Some magnets, known as permanent magnets, exert a force on objects without any outside influence. The iron ore magnetite, also known as lodestone, is a natural permanent magnet. Other permanent magnets can be made by subjecting certain materials to a magnetic force. When the force is removed, these materials retain their own magnetic properties. Although the magnetic properties may change over time or at elevated temperatures, these materials are generally considered to be permanently magnetized, hence the name.
Other magnets are known as electromagnets. They are made by surrounding certain materials with a coil of wire. When an electric current is passed through the coil, these materials exert a magnetic force. When the current is shut off, the magnetic force of these materials drops to nearly zero. Electromagnet materials retain little, if any, magnetic properties without a flow of electric current in the coil.
All magnets have two points where the magnetic force is greatest. These two points are known as the poles. For a rectangular or cylindrical bar magnet, these poles would be at opposite ends. One pole is called the north-seeking pole, or north pole, and the other pole is called the south-seeking, or south pole. This terminology reflects one of the earliest uses of magnetic materials such as lodestone. When suspended from a string, the north pole of these first crude compasses would always “seek” or point towards the north. This aided sailors in judging the direction to steer to reach distant lands and return home.
In our present technology, magnet applications include compasses, electric motors, microwave ovens, coin-operated vending machines, light meters for photography, automobile horns, televisions, loudspeakers, and tape recorders. A simple refrigerator note holder and a complex medical magnetic resonance imaging device both utilize magnets.
History of Magnet
Naturally occurring magnetic lodestone was studied and used by the Greeks as early as 500 B.C. Other civilizations may have known of it earlier than that. The word magnet is derived from the Greek name magnetis lithos, the stone of Magnesia, referring to the region on the Aegean coast in present-day Turkey where these magnetic stones were found.

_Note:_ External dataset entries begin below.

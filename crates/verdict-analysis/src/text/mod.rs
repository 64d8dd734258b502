//! Text normalization, the leaf every other component builds on.

pub mod normalize;
pub mod stopwords;

pub use normalize::{canonical_text, normalize, word_count};
pub use stopwords::default_stop_words;
//! Two-window trend detection over chronologically ordered analysis sets.

use std::cmp::Ordering;
use std::fmt;

use serde::{Deserialize, Serialize};

use verdict_core::types::analysis_set::AnalysisSet;

/// Directional change in mean critical-finding rate between the earlier and
/// later halves of a run history.
#[derive(Debug, Clone, Copy, PartialEq, Eq, Serialize, Deserialize)]
#[serde(rename_all = "lowercase")]
pub enum TrendDirection {
    Improving,
    Worsening,
    Flat,
}

impl TrendDirection {
    pub fn name(&self) -> &'static str {
        match self {
            Self::Improving => "improving",
            Self::Worsening => "worsening",
            Self::Flat => "flat",
        }
    }
}

impl fmt::Display for TrendDirection {
    fn fmt(&self, f: &mut fmt::Formatter<'_>) -> fmt::Result {
        f.write_str(self.name())
    }
}

/// Trend signal with the two window means that produced it.
#[derive(Debug, Clone, Copy, Serialize)]
pub struct TrendSignal {
    pub direction: TrendDirection,
    /// Mean {critical, catastrophic} findings per set, earlier half.
    pub earlier_mean: f64,
    /// Mean {critical, catastrophic} findings per set, later half.
    pub later_mean: f64,
}

/// Detect a trend across analysis runs.
///
/// Sets are sorted by `created_at`, split into first/second half (the first
/// half takes the extra set for odd counts), and the mean count of
/// {critical, catastrophic} findings per set is compared between halves.
/// Needs at least 2 sets; returns `None` otherwise.
pub fn detect_trend(sets: &[AnalysisSet]) -> Option<TrendSignal> {
    if sets.len() < 2 {
        return None;
    }

    let mut ordered: Vec<&AnalysisSet> = sets.iter().collect();
    ordered.sort_by_key(|s| s.created_at);

    let split = ordered.len().div_ceil(2);
    let earlier_mean = mean_critical(&ordered[..split]);
    let later_mean = mean_critical(&ordered[split..]);

    let direction = match later_mean.partial_cmp(&earlier_mean) {
        Some(Ordering::Less) => TrendDirection::Improving,
        Some(Ordering::Greater) => TrendDirection::Worsening,
        _ => TrendDirection::Flat,
    };

    Some(TrendSignal {
        direction,
        earlier_mean,
        later_mean,
    })
}

fn mean_critical(sets: &[&AnalysisSet]) -> f64 {
    if sets.is_empty() {
        return 0.0;
    }
    let total: usize = sets.iter().map(|s| s.critical_finding_count()).sum();
    total as f64 / sets.len() as f64
}
//! Keyword/taxonomy table errors.

/// Errors that can occur while building or loading keyword tables.
#[derive(Debug, thiserror::Error)]
pub enum TableError {
    #[error("Invalid table: {0}")]
    InvalidTable(String),

    #[error("Category '{0}' has an empty keyword list")]
    EmptyKeywordList(String),
}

The first use of a lodestone as a compass is generally believed to have occurred in Europe in about A.D. 1100 to A.D. 1200. The term lodestone comes from the Anglo-Saxon meaning “leading stone,” or literally, “the stone that leads.” The Icelandic word is leider-stein, and was used in writings of that period in reference to the navigation of ships.

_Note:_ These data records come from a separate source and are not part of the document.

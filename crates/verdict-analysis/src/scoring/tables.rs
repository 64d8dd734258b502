//! Declarative keyword tables for qualitative scoring, overridable without
//! touching engine internals.
//!
//! The defaults cover German and English vocabulary. Tests and alternate
//! locales substitute their own tables, either programmatically or from a
//! TOML string supplied by the caller (the engine itself reads no files).

use serde::{Deserialize, Serialize};

use verdict_core::errors::TableError;

/// Category label assigned when no taxonomy keyword matches.
pub const UNCATEGORIZED: &str = "uncategorized";

/// One taxonomy category with its keyword list. Order in the parent table
/// matters: the first category with any keyword hit wins.
#[derive(Debug, Clone, Serialize, Deserialize)]
pub struct TaxonomyCategory {
    pub name: String,
    pub keywords: Vec<String>,
}

impl TaxonomyCategory {
    fn new(name: &str, keywords: &[&str]) -> Self {
        Self {
            name: name.to_string(),
            keywords: keywords.iter().map(|k| (*k).to_string()).collect(),
        }
    }
}

/// All keyword vocabulary the qualitative scorer consumes.
///
/// Classification is a first-match-wins substring heuristic, not statistical
/// NLU. Approximate on purpose; callers needing precision swap the tables.
#[derive(Debug, Clone, Serialize, Deserialize)]
#[serde(default)]
pub struct ScoringTables {
    /// Ordered taxonomy of canonical usability categories.
    pub taxonomy: Vec<TaxonomyCategory>,
    /// Adjectives indicating a surface-level observation.
    pub superficial_words: Vec<String>,
    /// Causal-reasoning connectives indicating deep analysis.
    pub causal_words: Vec<String>,
    /// Impact/consequence vocabulary indicating comprehensive analysis.
    pub impact_words: Vec<String>,
    /// Verbs that make a finding actionable.
    pub actionable_verbs: Vec<String>,
    /// Concrete UI-component nouns.
    pub ui_nouns: Vec<String>,
    /// Phrases that make a finding vague.
    pub vague_phrases: Vec<String>,
    /// Words indicating the finding considers user/task context.
    pub context_words: Vec<String>,
    /// Vocabulary marking subtle problems.
    pub subtle_words: Vec<String>,
    /// Vocabulary marking obvious problems.
    pub obvious_words: Vec<String>,
}

impl Default for ScoringTables {
    fn default() -> Self {
        Self {
            taxonomy: default_taxonomy(),
            superficial_words: to_owned(&[
                "ugly", "nice", "bad", "good", "small", "big", "hässlich", "schön",
                "schlecht", "klein", "groß", "unschön",
            ]),
            causal_words: to_owned(&[
                "because", "therefore", "since", "leads to", "results in", "causes",
                "weil", "daher", "dadurch", "führt zu", "verursacht", "folglich",
                "deshalb",
            ]),
            impact_words: to_owned(&[
                "abandon", "frustrat", "confus", "prevent", "block", "lose", "fail",
                "impact", "abbruch", "frustrier", "verwirr", "verhindert",
                "blockiert", "scheiter", "auswirkung",
            ]),
            actionable_verbs: to_owned(&[
                "add", "remove", "move", "increase", "reduce", "replace", "rename",
                "highlight", "enlarge", "fix", "hinzufügen", "entfernen",
                "verschieben", "vergrößern", "verkleinern", "ersetzen", "umbenennen",
                "hervorheben", "korrigieren", "anpassen",
            ]),
            ui_nouns: to_owned(&[
                "button", "menu", "icon", "link", "label", "form", "field", "dialog",
                "header", "footer", "tab", "checkbox", "dropdown", "slider",
                "tooltip", "banner", "schaltfläche", "menü", "formular", "feld",
                "eingabefeld", "reiter", "auswahlliste", "symbol",
            ]),
            vague_phrases: to_owned(&[
                "somehow", "maybe", "possibly", "in general", "somewhat", "a bit",
                "irgendwie", "vielleicht", "eventuell", "im allgemeinen", "etwas",
                "ein wenig",
            ]),
            context_words: to_owned(&[
                "user", "task", "goal", "scenario", "workflow", "context", "nutzer",
                "benutzer", "aufgabe", "ziel", "szenario", "arbeitsablauf",
                "kontext", "anwender",
            ]),
            subtle_words: to_owned(&[
                "subtle", "hidden", "easily missed", "hard to notice", "unobtrusive",
                "subtil", "versteckt", "leicht zu übersehen", "kaum sichtbar",
                "unauffällig",
            ]),
            obvious_words: to_owned(&[
                "obvious", "clearly", "immediately visible", "offensichtlich",
                "eindeutig", "sofort sichtbar",
            ]),
        }
    }
}

impl ScoringTables {
    /// Load tables from a TOML string. Missing sections fall back to the
    /// defaults; present sections replace them wholesale.
    pub fn load_from_str(toml_str: &str) -> Result<Self, TableError> {
        let tables: ScoringTables = toml::from_str(toml_str)
            .map_err(|e| TableError::InvalidTable(format!("TOML parse error: {e}")))?;
        tables.validate()?;
        Ok(tables)
    }

    /// Reject categories with empty keyword lists; they could never match
    /// and silently distort systematicity.
    pub fn validate(&self) -> Result<(), TableError> {
        for category in &self.taxonomy {
            if category.keywords.is_empty() {
                return Err(TableError::EmptyKeywordList(category.name.clone()));
            }
        }
        Ok(())
    }
}

/// The ten canonical usability categories, Nielsen-style, in match order.
fn default_taxonomy() -> Vec<TaxonomyCategory> {
    vec![
        TaxonomyCategory::new(
            "visibility of system status",
            &[
                "status", "feedback", "loading", "progress", "indicator",
                "rückmeldung", "ladezeit", "fortschritt", "anzeige",
            ],
        ),
        TaxonomyCategory::new(
            "match with the real world",
            &[
                "jargon", "terminology", "wording", "metaphor", "fachbegriff",
                "begriff", "formulierung", "metapher", "sprache",
            ],
        ),
        TaxonomyCategory::new(
            "user control and freedom",
            &[
                "back", "undo", "cancel", "exit", "zurück", "abbrechen",
                "rückgängig", "verlassen",
            ],
        ),
        TaxonomyCategory::new(
            "consistency and standards",
            &[
                "consistent", "inconsistent", "convention", "uniform",
                "konsistent", "inkonsistent", "einheitlich", "standard",
            ],
        ),
        TaxonomyCategory::new(
            "error prevention",
            &[
                "prevent", "validation", "confirm", "mistake", "verhindern",
                "validierung", "bestätigung", "versehentlich",
            ],
        ),
        TaxonomyCategory::new(
            "recognition rather than recall",
            &[
                "remember", "recall", "memorize", "visible option", "erinnern",
                "merken", "auswendig", "sichtbare option",
            ],
        ),
        TaxonomyCategory::new(
            "flexibility and efficiency",
            &[
                "shortcut", "efficien", "flexib", "accelerat", "abkürzung",
                "effizien", "flexib", "tastenkürzel",
            ],
        ),
        TaxonomyCategory::new(
            "aesthetic and minimalist design",
            &[
                "clutter", "minimal", "overload", "crowded", "layout", "spacing",
                "überladen", "unübersichtlich", "abstand", "gestaltung",
            ],
        ),
        TaxonomyCategory::new(
            "error recovery",
            &[
                "error message", "recover", "diagnose", "fehlermeldung",
                "wiederherstellen", "lösung", "hinweis",
            ],
        ),
        TaxonomyCategory::new(
            "help and documentation",
            &[
                "help", "documentation", "instruction", "tutorial", "hilfe",
                "dokumentation", "anleitung", "erklärung",
            ],
        ),
    ]
}

fn to_owned(words: &[&str]) -> Vec<String> {
    words.iter().map(|w| (*w).to_string()).collect()
}

/// True if any table entry occurs as a substring of the lowercased text.
pub(crate) fn contains_any(text_lower: &str, words: &[String]) -> bool {
    words.iter().any(|w| text_lower.contains(w.as_str()))
}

In 1600, English scientist William Gilbert confirmed earlier observations regarding magnetic poles and concluded that the Earth was a magnet. In 1820, the Dutch scientist Hans Christian Oersted discovered the relationship between electricity and magnetism, and French physicist Andre Ampere further expanded upon this discovery in 1821.
In the early 1900s, scientists began studying magnetic materials other than those based on iron and steel. By the 1930s, researchers had produced the first powerful Alnico alloy permanent magnets. Even more powerful ferrite / ceramic magnets using rare earth elements were successfully formulated in the 1970s with further advances in this area in the 1980s.

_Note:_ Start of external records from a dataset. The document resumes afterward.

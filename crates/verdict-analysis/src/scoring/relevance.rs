//! Practical relevance scoring: low / medium / high.

use std::fmt;

use serde::{Deserialize, Serialize};

use super::tables::{contains_any, ScoringTables};

/// Practical relevance tier, bucketed at 0.4 and 0.7.
#[derive(Debug, Clone, Copy, PartialEq, Eq, Hash, Serialize, Deserialize)]
#[serde(rename_all = "lowercase")]
pub enum Relevance {
    Low,
    Medium,
    High,
}

impl Relevance {
    pub fn from_score(score: f64) -> Self {
        if score >= 0.7 {
            Self::High
        } else if score >= 0.4 {
            Self::Medium
        } else {
            Self::Low
        }
    }

    pub fn name(&self) -> &'static str {
        match self {
            Self::Low => "low",
            Self::Medium => "medium",
            Self::High => "high",
        }
    }
}

impl fmt::Display for Relevance {
    fn fmt(&self, f: &mut fmt::Formatter<'_>) -> fmt::Result {
        f.write_str(self.name())
    }
}

/// Score practical relevance of a description.
///
/// Base 0.5; +0.2 for an actionable verb; +0.2 for a concrete UI-component
/// noun; +0.1 when longer than 50 characters; clipped to 1.0.
pub fn relevance_score(description: &str, tables: &ScoringTables) -> f64 {
    let lowered = description.to_lowercase();
    let mut score: f64 = 0.5;
    if contains_any(&lowered, &tables.actionable_verbs) {
        score += 0.2;
    }
    if contains_any(&lowered, &tables.ui_nouns) {
        score += 0.2;
    }
    if description.chars().count() > 50 {
        score += 0.1;
    }
    score.min(1.0)
}

/// Classify a description's relevance tier.
pub fn classify_relevance(description: &str, tables: &ScoringTables) -> Relevance {
    Relevance::from_score(relevance_score(description, tables))
}
//! Finding: one usability observation with title, description, and severity.

use std::fmt;

use serde::{Deserialize, Serialize};

/// Severity of a usability finding.
///
/// `Unrated` is the default for findings whose judge did not assign a
/// severity; unparseable labels also resolve to `Unrated` rather than
/// failing the call.
#[derive(Debug, Clone, Copy, Default, PartialEq, Eq, Hash, Serialize, Deserialize)]
#[serde(rename_all = "lowercase")]
pub enum Severity {
    Catastrophic,
    Critical,
    Serious,
    Minor,
    Positive,
    #[default]
    Unrated,
}

impl Severity {
    /// Parse a severity label. Accepts English and German labels,
    /// case-insensitively. Unknown labels degrade to `Unrated`.
    pub fn parse_str(label: &str) -> Self {
        match label.trim().to_lowercase().as_str() {
            "catastrophic" | "katastrophal" => Self::Catastrophic,
            "critical" | "kritisch" => Self::Critical,
            "serious" | "schwerwiegend" | "ernst" => Self::Serious,
            "minor" | "gering" | "geringfügig" => Self::Minor,
            "positive" | "positiv" => Self::Positive,
            _ => Self::Unrated,
        }
    }

    /// Severity name as string.
    pub fn name(&self) -> &'static str {
        match self {
            Self::Catastrophic => "catastrophic",
            Self::Critical => "critical",
            Self::Serious => "serious",
            Self::Minor => "minor",
            Self::Positive => "positive",
            Self::Unrated => "unrated",
        }
    }

    /// Whether this severity counts as high for surface comparison and
    /// trend detection ({catastrophic, critical, serious}).
    pub fn is_high(&self) -> bool {
        matches!(self, Self::Catastrophic | Self::Critical | Self::Serious)
    }

    /// Whether this severity feeds the critical-finding trend
    /// ({catastrophic, critical}).
    pub fn is_critical(&self) -> bool {
        matches!(self, Self::Catastrophic | Self::Critical)
    }
}

impl fmt::Display for Severity {
    fn fmt(&self, f: &mut fmt::Formatter<'_>) -> fmt::Result {
        f.write_str(self.name())
    }
}

/// Classification attached to a finding during reconciliation.
#[derive(Debug, Clone, Copy, Default, PartialEq, Eq, Hash, Serialize, Deserialize)]
#[serde(rename_all = "snake_case")]
pub enum ErrorKind {
    /// No error classification assigned.
    #[default]
    None,
    /// The finding claims there is no issue.
    NoIssue,
    /// The judge was uncertain about the finding.
    Uncertain,
    /// The finding is unrelated to the evaluated surface.
    Irrelevant,
    /// The finding duplicates another finding in the same set.
    Duplicate,
    /// The finding could not be classified.
    Unclassified,
}

impl ErrorKind {
    pub fn name(&self) -> &'static str {
        match self {
            Self::None => "none",
            Self::NoIssue => "no_issue",
            Self::Uncertain => "uncertain",
            Self::Irrelevant => "irrelevant",
            Self::Duplicate => "duplicate",
            Self::Unclassified => "unclassified",
        }
    }
}

impl fmt::Display for ErrorKind {
    fn fmt(&self, f: &mut fmt::Formatter<'_>) -> fmt::Result {
        f.write_str(self.name())
    }
}

/// One usability observation. Immutable once created; owned by the
/// analysis set that produced it.
///
/// A finding with an empty description never matches anything during
/// reconciliation; it surfaces as a false positive or as uncategorized
/// rather than being rejected.
#[derive(Debug, Clone, PartialEq, Serialize, Deserialize)]
pub struct Finding {
    pub title: String,
    pub description: String,
    #[serde(default)]
    pub severity: Severity,
    #[serde(default)]
    pub error_kind: ErrorKind,
}

impl Finding {
    /// Create a finding with default severity (`Unrated`) and no error kind.
    pub fn new(title: impl Into<String>, description: impl Into<String>) -> Self {
        Self {
            title: title.into(),
            description: description.into(),
            severity: Severity::Unrated,
            error_kind: ErrorKind::None,
        }
    }

    pub fn with_severity(mut self, severity: Severity) -> Self {
        self.severity = severity;
        self
    }

    pub fn with_error_kind(mut self, error_kind: ErrorKind) -> Self {
        self.error_kind = error_kind;
        self
    }

    /// Title and description joined for token-level matching.
    pub fn combined_text(&self) -> String {
        format!("{} {}", self.title, self.description)
    }
}

#[cfg(test)]
mod tests {
    use super::*;

    #[test]
    fn test_severity_parse_english_and_german() {
        assert_eq!(Severity::parse_str("critical"), Severity::Critical);
        assert_eq!(Severity::parse_str("Kritisch"), Severity::Critical);
        assert_eq!(Severity::parse_str("KATASTROPHAL"), Severity::Catastrophic);
        assert_eq!(Severity::parse_str("gering"), Severity::Minor);
    }

    #[test]
    fn test_severity_unknown_label_degrades_to_unrated() {
        assert_eq!(Severity::parse_str("blocker"), Severity::Unrated);
        assert_eq!(Severity::parse_str(""), Severity::Unrated);
    }

    #[test]
    fn test_finding_serde_defaults() {
        let finding: Finding =
            serde_json::from_str(r#"{"title":"X","description":"Y"}"#).unwrap();
        assert_eq!(finding.severity, Severity::Unrated);
        assert_eq!(finding.error_kind, ErrorKind::None);
    }

    #[test]
    fn test_severity_is_high() {
        assert!(Severity::Catastrophic.is_high());
        assert!(Severity::Serious.is_high());
        assert!(!Severity::Minor.is_high());
        assert!(!Severity::Serious.is_critical());
        assert!(Severity::Critical.is_critical());
    }
}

Today, magnetic materials can be made to meet many different performance requirements depending on the final application.
Raw Materials of Magnet
When making magnets, the raw materials are often more important than the manufacturing process. The materials used in permanent magnets (sometimes known as hard materials, reflecting the early use of alloy steels for these magnets) are different than the materials used in electromagnets (some-times known as soft materials, reflecting the use of soft, malleable iron in this application).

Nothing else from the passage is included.